Solo Exhibition Universität Bayreuth

FOYER RW1 13.05.2013 – 31.05.2013

Die Werke von Steven P. Carnarius zeigen zum einen, wie vielschichtig seine Arbeit als Fotograf und Designer ist, zum anderen, wie wandlungsfähig und einfühlsam er hinter der Kamera agiert. Im Bereich der Werbefotografie und der Entwicklung von Corporate Identities zeigt er Gespür für Ideen und Konzepte seiner Kunden, im Portraitbereich überrascht er zuweilen mit einem sehr sinnlichen Blick und mit einem ausgeprägten Sinn für Ästhetik. Vor allem in dieser Gattung Portrait lässt er sich gern von Hollywood-Fotografie der 50er Jahre sowie von klassischer Modefotografie inspirieren und erschafft darauf neue Originale. Seinem sensiblen Auge ist es geschuldet, dass ihm sowohl mit professionellen Models als auch mit Laien gleichbleibend eindrucksvolle Arbeiten gelingen. Die Vielgestaltigkeit seiner Bilder erfährt der Betrachter besonders nachdrücklich, wenn er hier Anklänge an Portraitmalerei des 16. Jh. wahrnehmen und dort Zeuge einer durchzechten Partynacht werden kann. All seinen ausdrucksstarken Portraits ist zu Eigen, dass sie eine Geschichte erzählen, der Carnarius mit dem Spiel mit Farbigkeit, Licht und Schatten Nachdruck verleiht. Auf diese Weise versieht er seine Werke mit einem sehr persönlichen, künstlerischen Duktus. Vera Mamerow, Kunsthistorikerin 

Presse

Heute Nachmittag übergab der Fotograf und Designer Steven P. Carnarius zwei großformatige Fotografien an den Direktor der Universitätsbibliothek Ralf Brugbauer (Mitte, auf den Knien.). Carnarius war bei über 30 Grad extra aus Berlin angereist, um seine Bilder ‚Diana‘ und ‚Lorenzo‘ zu signieren. Auch wollte er schauen, wo die Bilder ihren Platz erhalten werden, damit sie künftig die Lernumgebung der Studierenden verschönern. ‚Diana‘ wird in der Universitäts-Teilbibliothek des Gebäudes RW II ihren Platz finden, dort, wo sie auch viele Studierende sehen und in den Kunstgenuss kommen können. „Diana ist meine Berliner Freundin. Sie mag den Stil der 1920-er Jahre und daher habe ich sie im Berliner ‚Adlon‘ fotografiert“, erzählt Carnarius.

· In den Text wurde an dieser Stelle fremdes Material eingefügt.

//! Corpus loading.
//!
//! The knowledge base arrives as JSONL files, one per source category,
//! each line one [`Document`] record. The loader validates only what the
//! pipeline relies on: non-empty text, unique ids, and agreement between
//! a record's category tag and the file it lives in.

use sha2::{Digest, Sha256};
use std::collections::HashSet;
use std::fs::File;
use std::io::{BufRead, BufReader};
use std::path::Path;
use thiserror::Error;

use super::types::{Document, SourceCategory};
use crate::config::CorpusConfig;

/// Errors from corpus loading.
#[derive(Debug, Error)]
pub enum CorpusError {
    #[error("failed to read {path}: {source}")]
    Io {
        path: String,
        #[source]
        source: std::io::Error,
    },

    #[error("{path}:{line}: invalid corpus record: {source}")]
    Parse {
        path: String,
        line: usize,
        #[source]
        source: serde_json::Error,
    },

    #[error("{path}:{line}: document '{id}' has empty text")]
    EmptyText {
        path: String,
        line: usize,
        id: String,
    },

    #[error("{path}:{line}: document '{id}' is tagged '{found}' but this file holds '{expected}' records")]
    CategoryMismatch {
        path: String,
        line: usize,
        id: String,
        found: SourceCategory,
        expected: SourceCategory,
    },

    #[error("{path}:{line}: duplicate document id '{id}'")]
    DuplicateId {
        path: String,
        line: usize,
        id: String,
    },
}

/// Load every corpus file named in `config`, in fixed category order.
pub fn load_corpus(config: &CorpusConfig) -> Result<Vec<Document>, CorpusError> {
    let mut documents = Vec::new();
    let mut seen_ids = HashSet::new();
    for category in SourceCategory::ALL {
        let path = config.path_for(category);
        documents.extend(load_file(path, category, &mut seen_ids)?);
    }
    Ok(documents)
}

fn load_file(
    path: &Path,
    expected: SourceCategory,
    seen_ids: &mut HashSet<String>,
) -> Result<Vec<Document>, CorpusError> {
    let path_display = path.display().to_string();
    let io_err = |source| CorpusError::Io {
        path: path_display.clone(),
        source,
    };

    let file = File::open(path).map_err(io_err)?;
    let reader = BufReader::new(file);

    let mut documents = Vec::new();
    for (idx, line) in reader.lines().enumerate() {
        let line = line.map_err(|source| CorpusError::Io {
            path: path_display.clone(),
            source,
        })?;
        let record = line.trim();
        if record.is_empty() {
            continue;
        }
        let line_no = idx + 1;

        let document: Document =
            serde_json::from_str(record).map_err(|source| CorpusError::Parse {
                path: path_display.clone(),
                line: line_no,
                source,
            })?;

        if document.text.trim().is_empty() {
            return Err(CorpusError::EmptyText {
                path: path_display.clone(),
                line: line_no,
                id: document.id,
            });
        }
        if document.source() != expected {
            return Err(CorpusError::CategoryMismatch {
                path: path_display.clone(),
                line: line_no,
                found: document.source(),
                id: document.id,
                expected,
            });
        }
        if !seen_ids.insert(document.id.clone()) {
            return Err(CorpusError::DuplicateId {
                path: path_display.clone(),
                line: line_no,
                id: document.id,
            });
        }

        documents.push(document);
    }

    tracing::debug!(target: "corpus", "loaded {} {} documents from {}", documents.len(), expected, path_display);
    Ok(documents)
}

/// SHA-256 over the corpus files, recorded in the index manifest so a
/// stale index is distinguishable from one built against the current
/// corpus. Stable across rebuilds of identical input.
pub fn corpus_fingerprint(config: &CorpusConfig) -> Result<String, CorpusError> {
    let mut hasher = Sha256::new();
    for category in SourceCategory::ALL {
        let path = config.path_for(category);
        let bytes = std::fs::read(path).map_err(|source| CorpusError::Io {
            path: path.display().to_string(),
            source,
        })?;
        hasher.update(category.as_str().as_bytes());
        hasher.update(&bytes);
    }
    Ok(format!("{:x}", hasher.finalize()))
}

Ralf Brugbauer gefällt ‚Diana‘ ganz besonders, das Bild erzähle eine Geschichte und bekommt tatsächlich auch einen Platz am Fenster, damit sie hinausschauen könne… Steven P. Carnarius stammt aus dem Thüringischen Gera, der Stadt Otto-Dix‘. Und etwas Malerisches haben tatsächlich auch die Fotos des 28-Jährigen Künstlers: er bearbeitet seine Fotografien mit einer besonderen Technik, wodurch sie eine Oberflächenstruktur und vermeintliche Haptik erhalten. „Diese Technik bzw. die ‚dritte Dimension‘ meiner Fotografien ist schon so etwas wie mein Markenzeichen geworden“, erläutert der sympathische junge Selfmade-Künstler. Denn Fotografie und Design waren Steven P. Carnarius nicht in die Wiege gelegt: Ganz zufällig wurde er, nachdem er seinen Kaufmann ‚gemacht‘ hatte, zum Designer und Fotografen. Das tut er nun schon zehn Jahre und mit großem Erfolg! Er hat Auftraggeber in Berlin, Hamburg und München, in Salzburg, London und Valencia. Zum Auftanken und Luftholen kommt der Tausendsassa aber immer wieder ins fränkische Bamberg zurück. Hier ist seine Heimat und von hier startet er auch stets wieder in die Welt zu neuen fotografischen Abenteuern. Und wer weiß, so talentiert und zielstrebig wie er ist, vielleicht wird er ja einmal genau so berühmt wie Otto Dix!